Н.Д. Боже! Зачем?
В.П.
Из любви к искусству. Я имею в виду искусство воровства.Н.Д. И не оставили никаких следов?
В.П.
Никаких. Я уже тогда не оставлял следов.Н.Д. Но вас изобличили?
В.П.
Как это ни прискорбно... Да. Стукач завелся.Н.Д. И чем закончилось?
В.П.
Вызвали в школу отца.Н.Д. И что отец? Порол?
В.П.
Нет, не порол. Но он был очень огорчен... Тем, что меня разоблачили… С тех пор я работаю в одиночку.Н.Д. И отца больше не огорчали?
В.П.
Больше не огорчал.Н.Д. Он был вами доволен?
В.П.
Да. Думаю, да.Н.Д. Вы радовали его успехами?
В.П.
Мне кажется, он гордился мною.Н.Д. На дело вместе не ходили?
В.П.
Не пришлось, к сожалению... Но он всегда готов был помочь добрым советом, предостережением, опытом.Н.Д. У него был богатый опыт?
В.П.
Да, он из хулиганья.Н.Д. А образование у него какое-нибудь было? Хоть какое-нибудь?
В.П.
Да, как и у меня. Высшее горное. Я закончил тот же факультет, который за двадцать лет до меня закончил он.
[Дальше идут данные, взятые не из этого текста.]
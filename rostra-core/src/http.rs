//! Request/response model and handler-outcome normalization.
//!
//! The host transport is an external collaborator; this layer dispatches
//! already-received requests, so [`Request`] and [`Response`] are plain
//! in-process values built around `http` vocabulary types.

use std::collections::HashMap;

use bytes::Bytes;
use http::{Method, StatusCode};
use serde::Serialize;
use serde_json::Value;

use crate::error::BoxError;

/// The verbs this layer dispatches.
pub const SUPPORTED_VERBS: [Method; 5] = [
    Method::GET,
    Method::POST,
    Method::PUT,
    Method::DELETE,
    Method::PATCH,
];

/// Whether a method is one of the supported verbs.
pub fn is_supported_verb(method: &Method) -> bool {
    SUPPORTED_VERBS.contains(method)
}

/// An already-received HTTP request, handed to the dispatcher by the host.
#[derive(Debug, Clone)]
pub struct Request {
    /// The request method.
    pub method: Method,
    /// The request path, without query string.
    pub path: String,
    /// The raw query string, without the leading `?`.
    pub query: String,
    /// Request headers. Keys are lowercase.
    pub headers: HashMap<String, String>,
    /// The raw request body.
    pub body: Bytes,
}

impl Request {
    /// Start building a request.
    pub fn builder(method: Method, path: impl Into<String>) -> RequestBuilder {
        RequestBuilder {
            request: Request {
                method,
                path: path.into(),
                query: String::new(),
                headers: HashMap::new(),
                body: Bytes::new(),
            },
        }
    }

    /// A single header value, by lowercase name.
    pub fn header(&self, name: &str) -> Option<&str> {
        self.headers.get(&name.to_ascii_lowercase()).map(String::as_str)
    }

    /// The query string parsed into a key/value map. Repeated keys: last wins.
    pub fn query_pairs(&self) -> HashMap<String, String> {
        let mut pairs = HashMap::new();
        for chunk in self.query.split('&').filter(|c| !c.is_empty()) {
            match chunk.split_once('=') {
                Some((key, value)) => pairs.insert(key.to_owned(), value.to_owned()),
                None => pairs.insert(chunk.to_owned(), String::new()),
            };
        }
        pairs
    }

    /// A single query-string value, if present.
    pub fn query_value(&self, key: &str) -> Option<String> {
        self.query_pairs().remove(key)
    }
}

/// Builder for [`Request`], mainly for tests and embedding hosts.
#[derive(Debug)]
pub struct RequestBuilder {
    request: Request,
}

impl RequestBuilder {
    /// Set the raw query string (no leading `?`).
    pub fn query(mut self, query: impl Into<String>) -> Self {
        self.request.query = query.into();
        self
    }

    /// Add a header. The name is lowercased.
    pub fn header(mut self, name: &str, value: impl Into<String>) -> Self {
        self.request
            .headers
            .insert(name.to_ascii_lowercase(), value.into());
        self
    }

    /// Set the raw body.
    pub fn body(mut self, body: impl Into<Bytes>) -> Self {
        self.request.body = body.into();
        self
    }

    /// Set a JSON body and the matching content-type header.
    pub fn json(self, value: &Value) -> Self {
        self.header("content-type", "application/json")
            .body(value.to_string())
    }

    /// Finish building.
    pub fn build(self) -> Request {
        self.request
    }
}

/// The response handed back to the host.
#[derive(Debug, Clone)]
pub struct Response {
    /// The response status.
    pub status: StatusCode,
    /// Response headers. Keys are lowercase.
    pub headers: HashMap<String, String>,
    /// The response body.
    pub body: Bytes,
}

impl Response {
    /// An empty response with the given status.
    pub fn new(status: StatusCode) -> Self {
        Self {
            status,
            headers: HashMap::new(),
            body: Bytes::new(),
        }
    }

    /// A JSON response with the given status and body.
    pub fn json(status: StatusCode, body: &Value) -> Self {
        let mut response = Self::new(status);
        response
            .headers
            .insert("content-type".to_owned(), "application/json".to_owned());
        response.body = Bytes::from(body.to_string());
        response
    }

    /// Add a header. The name is lowercased.
    pub fn with_header(mut self, name: &str, value: impl Into<String>) -> Self {
        self.headers.insert(name.to_ascii_lowercase(), value.into());
        self
    }

    /// Parse the body as JSON, if it is JSON. Test convenience.
    pub fn json_body(&self) -> Option<Value> {
        serde_json::from_slice(&self.body).ok()
    }
}

/// What a handler produced, before response normalization.
#[derive(Debug)]
pub enum Outcome {
    /// A plain value; serialized as a JSON response with default success status.
    Json(Value),
    /// A full response; passed through unchanged, including its status.
    Full(Response),
}

impl Outcome {
    /// Normalize into the final response.
    pub fn into_response(self) -> Response {
        match self {
            Outcome::Json(value) => Response::json(StatusCode::OK, &value),
            Outcome::Full(response) => response,
        }
    }
}

/// Conversion of handler return values into an [`Outcome`].
pub trait IntoOutcome {
    /// Convert into an outcome, or fail with an error that will go through
    /// the exception-resolution path.
    fn into_outcome(self) -> Result<Outcome, BoxError>;
}

impl IntoOutcome for Outcome {
    fn into_outcome(self) -> Result<Outcome, BoxError> {
        Ok(self)
    }
}

impl IntoOutcome for Response {
    fn into_outcome(self) -> Result<Outcome, BoxError> {
        Ok(Outcome::Full(self))
    }
}

impl IntoOutcome for Value {
    fn into_outcome(self) -> Result<Outcome, BoxError> {
        Ok(Outcome::Json(self))
    }
}

impl IntoOutcome for () {
    fn into_outcome(self) -> Result<Outcome, BoxError> {
        Ok(Outcome::Json(Value::Null))
    }
}

impl<T, E> IntoOutcome for Result<T, E>
where
    T: IntoOutcome,
    E: Into<BoxError>,
{
    fn into_outcome(self) -> Result<Outcome, BoxError> {
        match self {
            Ok(value) => value.into_outcome(),
            Err(error) => Err(error.into()),
        }
    }
}

/// Serialize any `Serialize` value as the JSON outcome.
///
/// Doubles as the typed-body extractor in [`crate::binding`].
#[derive(Debug, Clone, PartialEq, Eq)]
pub struct Json<T>(pub T);

impl<T: Serialize> IntoOutcome for Json<T> {
    fn into_outcome(self) -> Result<Outcome, BoxError> {
        Ok(Outcome::Json(serde_json::to_value(self.0)?))
    }
}
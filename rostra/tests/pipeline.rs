//! The dispatch pipeline stage by stage: auth, guards, roles, middleware,
//! and response normalization.

mod common;

use std::sync::Arc;
use std::sync::atomic::{AtomicUsize, Ordering};

use http::{Method, StatusCode};
use rostra::testing::{
    FailingAuthProvider, RecordingGuard, RecordingMiddleware, StaticAuthProvider, call_log,
};
use rostra::{
    AuthContext, CallArgs, Container, DispatchError, Dispatcher, DispatcherConfig, Guard,
    GuardRef, Injectable, MetadataRegistry, Middleware, MiddlewareRef, Next, Outcome,
    ParamBinding, Request, RequestContext, Response, controller, route,
};
use serde_json::{Value, json};

use common::{HitsController, get, post_json};

fn hits_registry(
    configure: impl FnOnce(rostra::registry::RouteDecl<'_, HitsController>),
) -> MetadataRegistry {
    let mut registry = MetadataRegistry::new();
    controller::<HitsController>(&mut registry).base_path("/things");
    configure(
        route::<HitsController>(&mut registry, "touch")
            .get("/")
            .handler(|c: Arc<HitsController>, args| c.touch(args)),
    );
    registry
}

fn dispatcher_with(
    registry: MetadataRegistry,
    container: Container,
) -> Dispatcher {
    Dispatcher::new(
        DispatcherConfig::new(registry)
            .container(container)
            .controller::<HitsController>(),
    )
    .unwrap()
}

fn shared_hits(container: &Container) -> Arc<AtomicUsize> {
    let hits = Arc::new(AtomicUsize::new(0));
    container.register(Arc::new(HitsController { hits: hits.clone() }));
    hits
}

// ============================================================================
// Guards
// ============================================================================

#[tokio::test]
async fn denying_guard_yields_403_and_skips_the_handler() {
    let guard = Arc::new(RecordingGuard::denying());
    let registry = hits_registry(|r| {
        r.guard(GuardRef::instance(guard.clone()));
    });
    let container = Container::new();
    let hits = shared_hits(&container);

    let response = dispatcher_with(registry, container).dispatch(get("/things")).await;
    assert_eq!(response.status, StatusCode::FORBIDDEN);
    assert_eq!(
        response.json_body().unwrap()["error"],
        "Access denied by guard"
    );
    assert_eq!(hits.load(Ordering::SeqCst), 0);
    assert_eq!(guard.calls(), 1);
}

#[tokio::test]
async fn controller_guard_denial_short_circuits_route_guards() {
    let denying = Arc::new(RecordingGuard::denying());
    let never_reached = Arc::new(RecordingGuard::allowing());

    let mut registry = MetadataRegistry::new();
    controller::<HitsController>(&mut registry)
        .base_path("/things")
        .guard(GuardRef::instance(denying.clone()));
    route::<HitsController>(&mut registry, "touch")
        .get("/")
        .guard(GuardRef::instance(never_reached.clone()))
        .handler(|c: Arc<HitsController>, args| c.touch(args));

    let container = Container::new();
    let response = dispatcher_with(registry, container).dispatch(get("/things")).await;
    assert_eq!(response.status, StatusCode::FORBIDDEN);
    assert_eq!(denying.calls(), 1);
    assert_eq!(never_reached.calls(), 0);
}

#[tokio::test]
async fn allowing_guards_let_the_request_through() {
    let guard = Arc::new(RecordingGuard::allowing());
    let registry = hits_registry(|r| {
        r.guard(GuardRef::instance(guard.clone()));
    });
    let container = Container::new();
    let hits = shared_hits(&container);

    let response = dispatcher_with(registry, container).dispatch(get("/things")).await;
    assert_eq!(response.status, StatusCode::OK);
    assert_eq!(hits.load(Ordering::SeqCst), 1);
}

// ============================================================================
// Container-resolved collaborators
// ============================================================================

struct CountingClassGuard {
    calls: AtomicUsize,
}

impl Injectable for CountingClassGuard {
    fn construct(_container: &Container) -> Self {
        Self {
            calls: AtomicUsize::new(0),
        }
    }
}

impl Guard for CountingClassGuard {
    async fn can_activate(&self, _ctx: &RequestContext) -> Result<bool, rostra::BoxError> {
        self.calls.fetch_add(1, Ordering::SeqCst);
        Ok(true)
    }
}

#[tokio::test]
async fn class_referenced_guards_share_one_container_instance() {
    let mut registry = MetadataRegistry::new();
    controller::<HitsController>(&mut registry)
        .base_path("/things")
        .guard(GuardRef::class::<CountingClassGuard>());
    route::<HitsController>(&mut registry, "touch")
        .get("/")
        .guard(GuardRef::class::<CountingClassGuard>())
        .handler(|c: Arc<HitsController>, args| c.touch(args));

    let container = Container::new();
    let guard = Arc::new(CountingClassGuard {
        calls: AtomicUsize::new(0),
    });
    container.register(guard.clone());
    let hits = shared_hits(&container);

    let response = dispatcher_with(registry, container).dispatch(get("/things")).await;
    assert_eq!(response.status, StatusCode::OK);
    assert_eq!(hits.load(Ordering::SeqCst), 1);
    // Both mounts resolved to the one registered singleton.
    assert_eq!(guard.calls.load(Ordering::SeqCst), 2);
}

struct TagClassMiddleware;

impl Injectable for TagClassMiddleware {
    fn construct(_container: &Container) -> Self {
        TagClassMiddleware
    }
}

impl Middleware for TagClassMiddleware {
    async fn run(
        &self,
        ctx: &Arc<RequestContext>,
        next: Next<'_>,
    ) -> Result<Response, DispatchError> {
        Ok(next.run(ctx).await?.with_header("x-via", "container"))
    }
}

#[tokio::test]
async fn class_referenced_middleware_constructs_through_the_container() {
    let registry = hits_registry(|r| {
        r.middleware(MiddlewareRef::class::<TagClassMiddleware>());
    });
    let container = Container::new();
    let hits = shared_hits(&container);

    let response = dispatcher_with(registry, container).dispatch(get("/things")).await;
    assert_eq!(response.status, StatusCode::OK);
    assert_eq!(
        response.headers.get("x-via").map(String::as_str),
        Some("container")
    );
    assert_eq!(hits.load(Ordering::SeqCst), 1);
}

// ============================================================================
// Role authorization
// ============================================================================

#[tokio::test]
async fn authenticated_route_rejects_anonymous_with_401() {
    let registry = hits_registry(|r| {
        r.authenticated();
    });
    let response = dispatcher_with(registry, Container::new())
        .dispatch(get("/things"))
        .await;
    assert_eq!(response.status, StatusCode::UNAUTHORIZED);
    assert_eq!(
        response.json_body().unwrap()["error"],
        "Authentication required"
    );
}

#[tokio::test]
async fn authenticated_route_accepts_any_identity() {
    let registry = hits_registry(|r| {
        r.authenticated();
    });
    let dispatcher = Dispatcher::new(
        DispatcherConfig::new(registry)
            .controller::<HitsController>()
            .auth_provider(StaticAuthProvider::new(AuthContext::new("u1"))),
    )
    .unwrap();
    let response = dispatcher.dispatch(get("/things")).await;
    assert_eq!(response.status, StatusCode::OK);
}

#[tokio::test]
async fn role_mismatch_yields_403_with_required_roles() {
    let registry = hits_registry(|r| {
        r.roles(["admin"]);
    });
    let dispatcher = Dispatcher::new(
        DispatcherConfig::new(registry)
            .controller::<HitsController>()
            .auth_provider(StaticAuthProvider::new(
                AuthContext::new("u1").with_roles(["user"]),
            )),
    )
    .unwrap();
    let response = dispatcher.dispatch(get("/things")).await;
    assert_eq!(response.status, StatusCode::FORBIDDEN);
    let body = response.json_body().unwrap();
    assert_eq!(body["details"]["required_roles"], json!(["admin"]));
}

#[tokio::test]
async fn matching_role_passes() {
    let registry = hits_registry(|r| {
        r.roles(["admin", "owner"]);
    });
    let dispatcher = Dispatcher::new(
        DispatcherConfig::new(registry)
            .controller::<HitsController>()
            .auth_provider(StaticAuthProvider::new(
                AuthContext::new("u1").with_roles(["admin"]),
            )),
    )
    .unwrap();
    let response = dispatcher.dispatch(get("/things")).await;
    assert_eq!(response.status, StatusCode::OK);
}

#[tokio::test]
async fn roleless_route_ignores_authorization_entirely() {
    let registry = hits_registry(|_r| {});
    let response = dispatcher_with(registry, Container::new())
        .dispatch(get("/things"))
        .await;
    assert_eq!(response.status, StatusCode::OK);
}

// ============================================================================
// Auth provider failures
// ============================================================================

#[tokio::test]
async fn provider_failure_is_not_fatal_on_a_roleless_route() {
    let registry = hits_registry(|_r| {});
    let dispatcher = Dispatcher::new(
        DispatcherConfig::new(registry)
            .controller::<HitsController>()
            .auth_provider(FailingAuthProvider),
    )
    .unwrap();
    let response = dispatcher.dispatch(get("/things")).await;
    assert_eq!(response.status, StatusCode::OK);
}

#[tokio::test]
async fn provider_failure_surfaces_as_401_only_via_role_checks() {
    let registry = hits_registry(|r| {
        r.authenticated();
    });
    let dispatcher = Dispatcher::new(
        DispatcherConfig::new(registry)
            .controller::<HitsController>()
            .auth_provider(FailingAuthProvider),
    )
    .unwrap();
    let response = dispatcher.dispatch(get("/things")).await;
    assert_eq!(response.status, StatusCode::UNAUTHORIZED);
}

// ============================================================================
// Middleware
// ============================================================================

#[tokio::test]
async fn controller_middleware_runs_before_route_middleware() {
    let log = call_log();
    let mut registry = MetadataRegistry::new();
    controller::<HitsController>(&mut registry)
        .base_path("/things")
        .middleware(MiddlewareRef::instance(RecordingMiddleware::passing(
            "controller",
            log.clone(),
        )));
    route::<HitsController>(&mut registry, "touch")
        .get("/")
        .middleware(MiddlewareRef::instance(RecordingMiddleware::passing(
            "route",
            log.clone(),
        )))
        .handler(|c: Arc<HitsController>, args| c.touch(args));

    let response = dispatcher_with(registry, Container::new())
        .dispatch(get("/things"))
        .await;
    assert_eq!(response.status, StatusCode::OK);
    assert_eq!(*log.lock().unwrap(), ["controller", "route"]);
}

#[tokio::test]
async fn short_circuiting_middleware_prevents_the_handler() {
    let log = call_log();
    let registry = hits_registry(|r| {
        r.middleware(MiddlewareRef::instance(RecordingMiddleware::blocking(
            "blocker",
            log.clone(),
            Response::new(StatusCode::TOO_MANY_REQUESTS),
        )));
    });
    let container = Container::new();
    let hits = shared_hits(&container);

    let response = dispatcher_with(registry, container).dispatch(get("/things")).await;
    assert_eq!(response.status, StatusCode::TOO_MANY_REQUESTS);
    assert_eq!(hits.load(Ordering::SeqCst), 0);
    assert_eq!(*log.lock().unwrap(), ["blocker"]);
}

// ============================================================================
// Body cache and normalization
// ============================================================================

struct EchoController;

impl EchoController {
    async fn both(self: Arc<Self>, mut args: CallArgs) -> Result<Value, rostra::BoxError> {
        let whole: Value = args.take(0)?;
        let again: Value = args.take(1)?;
        Ok(json!({ "equal": whole == again, "name": whole["name"] }))
    }

    async fn created(self: Arc<Self>, _args: CallArgs) -> Response {
        Response::json(StatusCode::CREATED, &json!({ "made": true }))
    }

    async fn wrapped(self: Arc<Self>, _args: CallArgs) -> Result<Outcome, rostra::BoxError> {
        Ok(Outcome::Json(json!({ "plain": true })))
    }
}

impl Injectable for EchoController {
    fn construct(_container: &Container) -> Self {
        EchoController
    }
}

fn echo_dispatcher() -> Dispatcher {
    let mut registry = MetadataRegistry::new();
    controller::<EchoController>(&mut registry).base_path("/echo");
    route::<EchoController>(&mut registry, "both")
        .post("/both")
        .bind(ParamBinding::body(0))
        .bind(ParamBinding::body(1))
        .handler(|c: Arc<EchoController>, args| c.both(args));
    route::<EchoController>(&mut registry, "created")
        .post("/created")
        .handler(|c: Arc<EchoController>, args| c.created(args));
    route::<EchoController>(&mut registry, "wrapped")
        .post("/wrapped")
        .handler(|c: Arc<EchoController>, args| c.wrapped(args));

    Dispatcher::new(DispatcherConfig::new(registry).controller::<EchoController>()).unwrap()
}

#[tokio::test]
async fn two_body_bindings_observe_the_same_parse() {
    let dispatcher = echo_dispatcher();
    let response = dispatcher
        .dispatch(post_json("/echo/both", &json!({ "name": "Bob" })))
        .await;
    assert_eq!(response.status, StatusCode::OK);
    assert_eq!(
        response.json_body(),
        Some(json!({ "equal": true, "name": "Bob" }))
    );
}

#[tokio::test]
async fn full_response_passes_through_unchanged() {
    let dispatcher = echo_dispatcher();
    let response = dispatcher.dispatch(post_json("/echo/created", &json!({}))).await;
    assert_eq!(response.status, StatusCode::CREATED);
    assert_eq!(response.json_body(), Some(json!({ "made": true })));
}

#[tokio::test]
async fn json_outcome_normalizes_to_200() {
    let dispatcher = echo_dispatcher();
    let response = dispatcher.dispatch(post_json("/echo/wrapped", &json!({}))).await;
    assert_eq!(response.status, StatusCode::OK);
    assert_eq!(response.json_body(), Some(json!({ "plain": true })));
}

// ============================================================================
// Request and context bindings
// ============================================================================

struct InspectController;

impl Injectable for InspectController {
    fn construct(_container: &Container) -> Self {
        InspectController
    }
}

impl InspectController {
    async fn inspect(self: Arc<Self>, mut args: CallArgs) -> Result<Value, rostra::BoxError> {
        let request: Arc<Request> = args.take(0)?;
        let ctx: Arc<RequestContext> = args.take(1)?;
        Ok(json!({
            "tenant": request.header("x-tenant"),
            "id": ctx.param("id"),
        }))
    }
}

#[tokio::test]
async fn raw_request_and_context_bindings_reach_the_handler() {
    let mut registry = MetadataRegistry::new();
    controller::<InspectController>(&mut registry).base_path("/inspect");
    route::<InspectController>(&mut registry, "inspect")
        .get("/:id")
        .bind(ParamBinding::raw_request(0))
        .bind(ParamBinding::full_context(1))
        .handler(|c: Arc<InspectController>, args| c.inspect(args));

    let dispatcher =
        Dispatcher::new(DispatcherConfig::new(registry).controller::<InspectController>()).unwrap();
    let request = Request::builder(Method::GET, "/inspect/7")
        .header("x-tenant", "acme")
        .build();
    let response = dispatcher.dispatch(request).await;
    assert_eq!(response.status, StatusCode::OK);
    assert_eq!(
        response.json_body(),
        Some(json!({ "tenant": "acme", "id": "7" }))
    );
}
//! Collaborator contracts: guards, middleware, auth providers, validators,
//! and exception filters.
//!
//! Each async contract comes in two forms: a native `async fn` trait for
//! implementors, and an object-safe `Dyn*` companion used wherever trait
//! objects are stored. A blanket impl bridges the two, so implementing the
//! native trait is always enough.

use std::future::Future;
use std::sync::Arc;

use futures::future::BoxFuture;
use serde_json::Value;

use crate::context::{AuthContext, RequestContext};
use crate::error::{BoxError, DispatchError, SchemaError};
use crate::http::{Request, Response};

/// A boolean-returning access check evaluated before a handler runs.
///
/// Returning `false` rejects the request with 403 "Access denied by guard"
/// and stops evaluation of subsequent guards.
///
/// # Example
///
/// ```rust
/// use rostra_core::{BoxError, Guard, RequestContext};
///
/// struct HeaderGuard;
///
/// impl Guard for HeaderGuard {
///     async fn can_activate(&self, ctx: &RequestContext) -> Result<bool, BoxError> {
///         Ok(ctx.request().header("x-api-key").is_some())
///     }
/// }
/// ```
pub trait Guard: Send + Sync + 'static {
    /// Decide whether the request may proceed.
    fn can_activate(
        &self,
        ctx: &RequestContext,
    ) -> impl Future<Output = Result<bool, BoxError>> + Send;
}

impl<G: Guard> Guard for Arc<G> {
    fn can_activate(
        &self,
        ctx: &RequestContext,
    ) -> impl Future<Output = Result<bool, BoxError>> + Send {
        (**self).can_activate(ctx)
    }
}

/// Object-safe version of [`Guard`] for storage in route metadata.
pub trait DynGuard: Send + Sync + 'static {
    /// Object-safe [`Guard::can_activate`].
    fn can_activate_dyn<'a>(
        &'a self,
        ctx: &'a RequestContext,
    ) -> BoxFuture<'a, Result<bool, BoxError>>;
}

impl<G: Guard> DynGuard for G {
    fn can_activate_dyn<'a>(
        &'a self,
        ctx: &'a RequestContext,
    ) -> BoxFuture<'a, Result<bool, BoxError>> {
        Box::pin(self.can_activate(ctx))
    }
}

/// The continuation handed to each middleware.
///
/// Calling [`Next::run`] invokes the rest of the chain (and ultimately the
/// handler) and resolves to the eventual response. A middleware that never
/// calls it short-circuits the chain; its own returned response is final.
pub struct Next<'a> {
    chain: &'a [Arc<dyn DynMiddleware>],
    endpoint: Endpoint,
}

/// The terminal step of a middleware chain: parameter binding plus handler
/// invocation, packaged as a one-shot closure.
pub type Endpoint =
    Box<dyn FnOnce(Arc<RequestContext>) -> BoxFuture<'static, Result<Response, DispatchError>> + Send>;

impl<'a> Next<'a> {
    /// Build a continuation over the remaining chain and terminal endpoint.
    pub fn new(chain: &'a [Arc<dyn DynMiddleware>], endpoint: Endpoint) -> Self {
        Self { chain, endpoint }
    }

    /// Invoke the next middleware, or the endpoint at the end of the chain.
    pub async fn run(self, ctx: &Arc<RequestContext>) -> Result<Response, DispatchError> {
        match self.chain.split_first() {
            Some((head, rest)) => {
                head.run_dyn(ctx, Next::new(rest, self.endpoint)).await
            }
            None => (self.endpoint)(ctx.clone()).await,
        }
    }
}

/// A chain-of-responsibility wrapper around handler execution.
///
/// Controller-level middleware runs before route-level middleware, in
/// declaration order. A middleware may inspect or transform the response
/// after calling `next.run(...)`, or skip the rest of the chain entirely by
/// returning its own response.
///
/// # Example
///
/// ```rust
/// use std::sync::Arc;
/// use rostra_core::{DispatchError, Middleware, Next, RequestContext, Response};
///
/// struct ServerHeader;
///
/// impl Middleware for ServerHeader {
///     async fn run(
///         &self,
///         ctx: &Arc<RequestContext>,
///         next: Next<'_>,
///     ) -> Result<Response, DispatchError> {
///         let response = next.run(ctx).await?;
///         Ok(response.with_header("server", "rostra"))
///     }
/// }
/// ```
pub trait Middleware: Send + Sync + 'static {
    /// Run around the rest of the chain.
    fn run(
        &self,
        ctx: &Arc<RequestContext>,
        next: Next<'_>,
    ) -> impl Future<Output = Result<Response, DispatchError>> + Send;
}

/// Object-safe version of [`Middleware`] for storage in route metadata.
pub trait DynMiddleware: Send + Sync + 'static {
    /// Object-safe [`Middleware::run`].
    fn run_dyn<'a>(
        &'a self,
        ctx: &'a Arc<RequestContext>,
        next: Next<'a>,
    ) -> BoxFuture<'a, Result<Response, DispatchError>>;
}

impl<M: Middleware> DynMiddleware for M {
    fn run_dyn<'a>(
        &'a self,
        ctx: &'a Arc<RequestContext>,
        next: Next<'a>,
    ) -> BoxFuture<'a, Result<Response, DispatchError>> {
        Box::pin(self.run(ctx, next))
    }
}

/// Resolves the authenticated identity for a raw request.
///
/// `Ok(None)` and `Err(_)` both mean "unauthenticated": provider failures are
/// logged and never abort the request. Only authorization checks downstream
/// react to the absence of an [`AuthContext`].
pub trait AuthProvider: Send + Sync + 'static {
    /// Resolve the identity carried by the request, if any.
    fn authenticate(
        &self,
        request: &Request,
    ) -> impl Future<Output = Result<Option<AuthContext>, BoxError>> + Send;
}

/// Object-safe version of [`AuthProvider`].
pub trait DynAuthProvider: Send + Sync + 'static {
    /// Object-safe [`AuthProvider::authenticate`].
    fn authenticate_dyn<'a>(
        &'a self,
        request: &'a Request,
    ) -> BoxFuture<'a, Result<Option<AuthContext>, BoxError>>;
}

impl<A: AuthProvider> DynAuthProvider for A {
    fn authenticate_dyn<'a>(
        &'a self,
        request: &'a Request,
    ) -> BoxFuture<'a, Result<Option<AuthContext>, BoxError>> {
        Box::pin(self.authenticate(request))
    }
}

/// A validator attached to a parameter binding.
///
/// `parse` may transform the value; the binding uses its return value as the
/// handler argument. A rejection propagates as a [`SchemaError`], mapped to
/// 400 with the issue list.
pub trait Schema: Send + Sync + 'static {
    /// Validate and possibly transform a parsed value.
    fn parse(&self, value: Value) -> Result<Value, SchemaError>;
}

/// Converts a dispatch failure into the client-visible response.
///
/// A configured filter overrides the built-in taxonomy mapping; the raw
/// error is logged by the pipeline before any filter runs.
pub trait ExceptionFilter: Send + Sync + 'static {
    /// Produce the response for a failed request.
    fn catch(&self, error: &DispatchError, request: &Request) -> Response;
}

/// The deprecated single-callback error handler.
///
/// Kept for backward compatibility; when configured it wins unconditionally
/// over any exception filter.
pub type ErrorCallback = Arc<dyn Fn(&DispatchError, &Request) -> Response + Send + Sync>;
У него за спиной шахты Сибири, Грузии, Украины... Последние годы Алексей Иванович Пронин преподавал на том же факультете, в том же горном институте, который закончил когда-то.Н.Д. То есть вы пошли по стопам отца?
В.П.
До какого-то времени наши пути совпадали. Потом я ушёл в сторону.Н.Д. В криминальную?
В.П.
Да.Н.Д. Скажите подозреваемый... А если бы вам запретили писать детективы, совершать, как вы признались, преступления, а затем их описывать... Чем бы вы могли еще заняться?
В.П.
В шахту я бы не пошел — потерял квалификацию... Когда-то я воровал цветы для девушек... Получалось. Как хороши, как свежи были розы... У соседей...Н.Д. Больше не растут?
В.П.
Да нет, уже должны бы вырасти... Что я ещё умею… Я неплохой чеканщик, вполне профессионального уровня, я очень даже неплохой переплетчик... А какой я делал самогон! О! Я настаивал на полыни, на мяте, даже на багульнике, хотя багульник, как вам, наверно, известно, очень сильное наркотическое растение. Его собирают на болотах в противогазах... О, мой самогон на багульнике! Очень известные люди приобщались... Называть не буду — святые имена.Н.Д. А знаете, подозреваемый, самогоноварение — это ведь тоже статья.
В.П.
Меня оправдывает чрезвычайно высокое качество моей продукции. И еще одно обстоятельство говорит в мою пользу — давность преступления.Н.Д. А какой поступок на ваш взгляд не может быть оправдан ничем?
В.П.
Убийство из корысти, измена из корысти. Любовь из корысти. И вообще — корысть.Н.Д. А из-за чего вы можете впасть в безумство? Деньги? Слава? Потревоженное самолюбие? Любовь?
В.П.
Скорее, последнее.Н.Д. И давно вы впадали в такое безумство?
В.П.
Я и сейчас ещё не вполне здоров.Н.Д. А слава вас не интересует?
В.П.
Интересует, но не в тех количествах, на которые я могу рассчитывать. Скажем так… Моё тщеславие настолько ненасытно, что я даже не пытаюсь его прикармливать.Н.Д. Но Нобелевская премия насытит ваше тщеславие?
В.П.
Разве что Нобелевская премия. Говорят, совершенно потрясающие фуршеты устраивает шведский король для лауреатов. Хотя я знаю, и в Доме литераторов случаются неплохие…Н.Д. А за что бы без суда и следствия посадили в тюрьму мужчину?
В.П.
За жадность и мелочность.Н.Д. А глупость вас не раздражает?
В.П.
Что вы! Глупые очень часто бывают милыми людьми, с ними гораздо интереснее, чем с умниками. Вот среди умников попадаются дураки совершенно непереносимые.Н.Д. А за что бы посадили женщину? Измена? Ложь? Предательство?
В.П.
За всё за это и за многое другое я бы ее помиловал.Н.Д. Простили бы?!
В.П.
Я сказал — помиловал… Самое страшное наказание, к которому мужчина может приговорить женщину, — это повернуться и уйти. Разве что набросив пиджак на плечи.Н.Д. А вы можете ненавидеть человека?
В.П.
Могу. И кое-кто уже удостоился.Н.Д. Боже, кто же эти несчастные?
В.П.
Все те, кто пытается понравиться той, кого я люблю.